Work instruction -> Scan the records for the word "ConstraintCategory". Copy each line that includes it.

[Data in this exercise]

//! The handler [`Error`] and its [`ErrorKind`] catalog.

use std::borrow::Cow;
use std::fmt;

use axum::http::StatusCode;
use axum::response::{IntoResponse, Response};

use crate::handler::response::{ErrorResponse, ValidationErrorDetail};
use crate::utility::tracing_targets::TRACING_TARGET_HANDLER_ERROR;

/// Failure of a request handler or extractor.
///
/// The [`ErrorKind`] decides the status and the base body. Everything else is
/// optional detail: `message` and `resource` reach the client, `context`
/// only reaches the log.
#[derive(Clone)]
#[must_use = "errors do nothing unless serialized"]
pub struct Error<'a> {
    kind: ErrorKind,
    message: Option<Cow<'a, str>>,
    resource: Option<Cow<'a, str>>,
    context: Option<Cow<'a, str>>,
    validation: Option<Vec<ValidationErrorDetail>>,
}

impl Error<'static> {
    /// Creates an error of `kind` without details.
    #[inline]
    pub const fn new(kind: ErrorKind) -> Self {
        Self {
            kind,
            message: None,
            resource: None,
            context: None,
            validation: None,
        }
    }
}

impl<'a> Error<'a> {
    /// Sets a message that extends the kind's summary.
    #[inline]
    pub fn with_message(mut self, message: impl Into<Cow<'a, str>>) -> Self {
        self.message = Some(message.into());
        self
    }

    /// Names the kind of record the failure concerns.
    #[inline]
    pub fn with_resource(mut self, resource: impl Into<Cow<'a, str>>) -> Self {
        self.resource = Some(resource.into());
        self
    }

    /// Attaches detail for the log.
    #[inline]
    pub fn with_context(mut self, context: impl Into<Cow<'a, str>>) -> Self {
        self.context = Some(context.into());
        self
    }

    /// Attaches per-field or per-row problems.
    #[inline]
    pub fn with_validation(mut self, details: Vec<ValidationErrorDetail>) -> Self {
        self.validation = Some(details);
        self
    }

    #[inline]
    pub fn kind(&self) -> ErrorKind {
        self.kind
    }

    #[inline]
    pub fn message(&self) -> Option<&str> {
        self.message.as_deref()
    }

    #[inline]
    pub fn resource(&self) -> Option<&str> {
        self.resource.as_deref()
    }

    #[inline]
    pub fn context(&self) -> Option<&str> {
        self.context.as_deref()
    }

    #[inline]
    pub fn validation(&self) -> Option<&[ValidationErrorDetail]> {
        self.validation.as_deref()
    }

    /// Detaches the error from borrowed data.
    pub fn into_static(self) -> Error<'static> {
        Error {
            kind: self.kind,
            message: self.message.map(|m| Cow::Owned(m.into_owned())),
            resource: self.resource.map(|r| Cow::Owned(r.into_owned())),
            context: self.context.map(|c| Cow::Owned(c.into_owned())),
            validation: self.validation,
        }
    }
}

impl Default for Error<'static> {
    #[inline]
    fn default() -> Self {
        Self::new(ErrorKind::default())
    }
}

impl fmt::Debug for Error<'_> {
    fn fmt(&self, f: &mut fmt::Formatter<'_>) -> fmt::Result {
        f.debug_struct("Error")
            .field("kind", &self.kind)
            .field("status", &self.kind.status())
            .field("message", &self.message)
            .field("resource", &self.resource)
            .field("context", &self.context)
            .field("validation", &self.validation.as_ref().map(Vec::len))
            .finish()
    }
}

impl fmt::Display for Error<'_> {
    fn fmt(&self, f: &mut fmt::Formatter<'_>) -> fmt::Result {
        write!(f, "{} ({})", self.kind.name(), self.kind.status().as_u16())?;

        if let Some(resource) = &self.resource {
            write!(f, " on {resource}")?;
        }

        if let Some(message) = &self.message {
            write!(f, ": {message}")?;
        }

        if let Some(context) = &self.context {
            write!(f, " [{context}]")?;
        }

        Ok(())
    }
}

impl std::error::Error for Error<'_> {}

impl aide::OperationOutput for Error<'_> {
    type Inner = ();
}

impl IntoResponse for Error<'_> {
    fn into_response(self) -> Response {
        let status = self.kind.status();
        if status.is_server_error() {
            tracing::error!(
                target: TRACING_TARGET_HANDLER_ERROR,
                kind = self.kind.name(),
                status = status.as_u16(),
                resource = self.resource.as_deref(),
                context = self.context.as_deref(),
                "request failed"
            );
        } else {
            tracing::debug!(
                target: TRACING_TARGET_HANDLER_ERROR,
                kind = self.kind.name(),
                status = status.as_u16(),
                resource = self.resource.as_deref(),
                context = self.context.as_deref(),
                "request rejected"
            );
        }

        let mut body = ErrorResponse::from_kind(self.kind);
        if let Some(message) = self.message {
            body = body.with_message(message);
        }
        if let Some(resource) = self.resource {
            body = body.with_resource(resource);
        }
        if let Some(validation) = self.validation {
            body = body.with_validation(validation);
        }

        body.into_response()
    }
}

impl From<ErrorKind> for Error<'static> {
    #[inline]
    fn from(kind: ErrorKind) -> Self {
        Self::new(kind)
    }
}

/// A specialized [`Result`] type for HTTP handlers.
///
/// [`Result`]: std::result::Result
pub type Result<T, E = Error<'static>> = std::result::Result<T, E>;

/// Every failure the API reports.
#[must_use = "error kinds do nothing unless used to create errors"]
#[derive(Debug, Default, Clone, Copy, PartialEq, Eq, Hash)]
pub enum ErrorKind {
    /// `400`: a required path segment is missing or malformed.
    MissingPathParam,
    /// `400`: the request cannot be processed as sent.
    BadRequest,
    /// `400`: one or more fields or CSV rows failed validation.
    Validation,
    /// `401`: no bearer token.
    MissingAuthToken,
    /// `401`: the bearer token cannot be decoded or verified.
    MalformedAuthToken,
    /// `401`: the bearer token has expired.
    TokenExpired,
    /// `401`: the token lacks the claims this API needs.
    Unauthorized,
    /// `403`: another institution, or a missing privilege.
    Forbidden,
    /// `404`
    NotFound,
    /// `409`: uniqueness, the root role guard or a lifecycle transition.
    Conflict,
    /// `413`
    PayloadTooLarge,
    /// `500`
    #[default]
    InternalServerError,
    /// `503`: the database is unreachable.
    ServiceUnavailable,
    /// `504`: the request exceeded the configured timeout.
    GatewayTimeout,
}

impl ErrorKind {
    #[inline]
    pub const fn into_error(self) -> Error<'static> {
        Error::new(self)
    }

    #[inline]
    pub fn with_message<'a>(self, message: impl Into<Cow<'a, str>>) -> Error<'a> {
        Error::new(self).with_message(message)
    }

    #[inline]
    pub fn with_resource<'a>(self, resource: impl Into<Cow<'a, str>>) -> Error<'a> {
        Error::new(self).with_resource(resource)
    }

    #[inline]
    pub fn with_context<'a>(self, context: impl Into<Cow<'a, str>>) -> Error<'a> {
        Error::new(self).with_context(context)
    }

    /// Returns the HTTP status of this kind.
    pub const fn status(self) -> StatusCode {
        match self {
            Self::MissingPathParam | Self::BadRequest | Self::Validation => StatusCode::BAD_REQUEST,
            Self::MissingAuthToken
            | Self::MalformedAuthToken
            | Self::TokenExpired
            | Self::Unauthorized => StatusCode::UNAUTHORIZED,
            Self::Forbidden => StatusCode::FORBIDDEN,
            Self::NotFound => StatusCode::NOT_FOUND,
            Self::Conflict => StatusCode::CONFLICT,
            Self::PayloadTooLarge => StatusCode::PAYLOAD_TOO_LARGE,
            Self::InternalServerError => StatusCode::INTERNAL_SERVER_ERROR,
            Self::ServiceUnavailable => StatusCode::SERVICE_UNAVAILABLE,
            Self::GatewayTimeout => StatusCode::GATEWAY_TIMEOUT,
        }
    }

    /// Returns the `name` field of the response body.
    pub const fn name(self) -> &'static str {
        match self {
            Self::MissingPathParam => "missing_path_param",
            Self::BadRequest => "bad_request",
            Self::Validation => "validation_error",
            Self::MissingAuthToken => "missing_auth_token",
            Self::MalformedAuthToken => "malformed_auth_token",
            Self::TokenExpired => "token_expired",
            Self::Unauthorized => "unauthorized",
            Self::Forbidden => "forbidden",
            Self::NotFound => "not_found",
            Self::Conflict => "conflict",
            Self::PayloadTooLarge => "payload_too_large",
            Self::InternalServerError => "internal_server_error",
            Self::ServiceUnavailable => "service_unavailable",
            Self::GatewayTimeout => "gateway_timeout",
        }
    }

    pub(crate) const fn summary(self) -> &'static str {
        match self {
            Self::MissingPathParam => "The request path is incomplete.",
            Self::BadRequest => "The request could not be processed.",
            Self::Validation => "The request contains invalid values.",
            Self::MissingAuthToken => "A bearer token is required.",
            Self::MalformedAuthToken => "The bearer token is not valid.",
            Self::TokenExpired => "The bearer token has expired.",
            Self::Unauthorized => "The caller could not be identified.",
            Self::Forbidden => "The caller may not perform this action.",
            Self::NotFound => "The requested record does not exist.",
            Self::Conflict => "The request conflicts with the current state.",
            Self::PayloadTooLarge => "The request body is too large.",
            Self::InternalServerError => "Something went wrong on our side.",
            Self::ServiceUnavailable => "The service is temporarily unavailable.",
            Self::GatewayTimeout => "The request took too long.",
        }
    }

    pub(crate) const fn suggestion(self) -> Option<&'static str> {
        match self {
            Self::MissingAuthToken | Self::TokenExpired => {
                Some("Sign in again and send the token in the Authorization header.")
            }
            Self::Unauthorized => Some("Select an institution before calling this endpoint."),
            Self::Forbidden => {
                Some("Ask an administrator of the institution for the required privilege.")
            }
            Self::ServiceUnavailable | Self::GatewayTimeout => Some("Retry in a moment."),
            _ => None,
        }
    }
}

impl fmt::Display for ErrorKind {
    fn fmt(&self, f: &mut fmt::Formatter<'_>) -> fmt::Result {
        f.write_str(self.name())
    }
}

impl IntoResponse for ErrorKind {
    #[inline]
    fn into_response(self) -> Response {
        Error::new(self).into_response()
    }
}

#[cfg(test)]
mod tests {
    use super::*;

    #[test]
    fn default_is_internal_error() {
        let error = Error::default();
        assert_eq!(error.kind(), ErrorKind::InternalServerError);
        assert_eq!(
            error.into_response().status(),
            StatusCode::INTERNAL_SERVER_ERROR
        );
    }

    #[test]
    fn builder_keeps_every_detail() {
        let error = ErrorKind::NotFound
            .with_message("Role not found")
            .with_resource("role")
            .with_context("role_id=5f0e");

        assert_eq!(error.kind(), ErrorKind::NotFound);
        assert_eq!(error.message(), Some("Role not found"));
        assert_eq!(error.resource(), Some("role"));
        assert_eq!(error.context(), Some("role_id=5f0e"));
    }

    #[test]
    fn validation_errors_are_bad_requests() {
        let error = ErrorKind::Validation.into_error().with_validation(vec![
            ValidationErrorDetail::new("vacations[2]", "duplicate_range", "Repeated range"),
        ]);

        assert_eq!(error.validation().map(<[_]>::len), Some(1));
        assert_eq!(error.into_response().status(), StatusCode::BAD_REQUEST);
    }

    #[test]
    fn display_names_kind_and_resource() {
        let error = ErrorKind::Conflict
            .with_resource("department")
            .with_message("Name already in use")
            .with_context("name=Tõlge");

        assert_eq!(
            error.to_string(),
            "conflict (409) on department: Name already in use [name=Tõlge]"
        );
    }

    #[test]
    fn owned_copy_survives_borrow() {
        let name = String::from("institution_user");
        let error = ErrorKind::NotFound.with_resource(name.as_str()).into_static();
        drop(name);
        assert_eq!(error.resource(), Some("institution_user"));
    }

    #[test]
    fn every_kind_is_an_error_status() {
        let kinds = [
            ErrorKind::MissingPathParam,
            ErrorKind::BadRequest,
            ErrorKind::Validation,
            ErrorKind::MissingAuthToken,
            ErrorKind::MalformedAuthToken,
            ErrorKind::TokenExpired,
            ErrorKind::Unauthorized,
            ErrorKind::Forbidden,
            ErrorKind::NotFound,
            ErrorKind::Conflict,
            ErrorKind::PayloadTooLarge,
            ErrorKind::InternalServerError,
            ErrorKind::ServiceUnavailable,
            ErrorKind::GatewayTimeout,
        ];

        for kind in kinds {
            assert!(kind.status().as_u16() >= 400, "{kind}");
            assert!(kind.summary().ends_with('.'));
        }
    }
}
//! Institution users table constraint violations.

use serde::{Deserialize, Serialize};
use strum::{Display, EnumIter, EnumString};

use super::ConstraintCategory;

/// Institution users table constraint violations.
#[derive(Debug, Clone, Copy, Eq, PartialEq)]
#[derive(Serialize, Deserialize, Display, EnumIter, EnumString)]
#[serde(into = "String", try_from = "String")]
pub enum InstitutionUserConstraints {
    // Membership validation constraints
    #[strum(serialize = "institution_users_email_length")]
    EmailLength,

    // Membership uniqueness constraints
    #[strum(serialize = "institution_users_membership_unique_idx")]
    MembershipUnique,

    // Membership reference constraints
    #[strum(serialize = "institution_users_department_id_fkey")]
    DepartmentReference,
}

impl InstitutionUserConstraints {
    /// Creates a new [`InstitutionUserConstraints`] from the constraint name.
    pub fn new(constraint: &str) -> Option<Self> {
        constraint.parse().ok()
    }

    /// Returns the category of this constraint violation.
    pub fn categorize(&self) -> ConstraintCategory {
        match self {
            InstitutionUserConstraints::EmailLength => ConstraintCategory::Validation,

            InstitutionUserConstraints::MembershipUnique => ConstraintCategory::Uniqueness,

            InstitutionUserConstraints::DepartmentReference => ConstraintCategory::BusinessLogic,
        }
    }
}

impl From<InstitutionUserConstraints> for String {
    #[inline]
    fn from(val: InstitutionUserConstraints) -> Self {
        val.to_string()
    }
}

impl TryFrom<String> for InstitutionUserConstraints {
    type Error = strum::ParseError;

    #[inline]
    fn try_from(value: String) -> Result<Self, Self::Error> {
        value.parse()
    }
}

[/Data in this exercise]

Your response ->
use super::ConstraintCategory;
    pub fn categorize(&self) -> ConstraintCategory {
            InstitutionUserConstraints::EmailLength => ConstraintCategory::Validation,
            InstitutionUserConstraints::MembershipUnique => ConstraintCategory::Uniqueness,
            InstitutionUserConstraints::DepartmentReference => ConstraintCategory::BusinessLogic,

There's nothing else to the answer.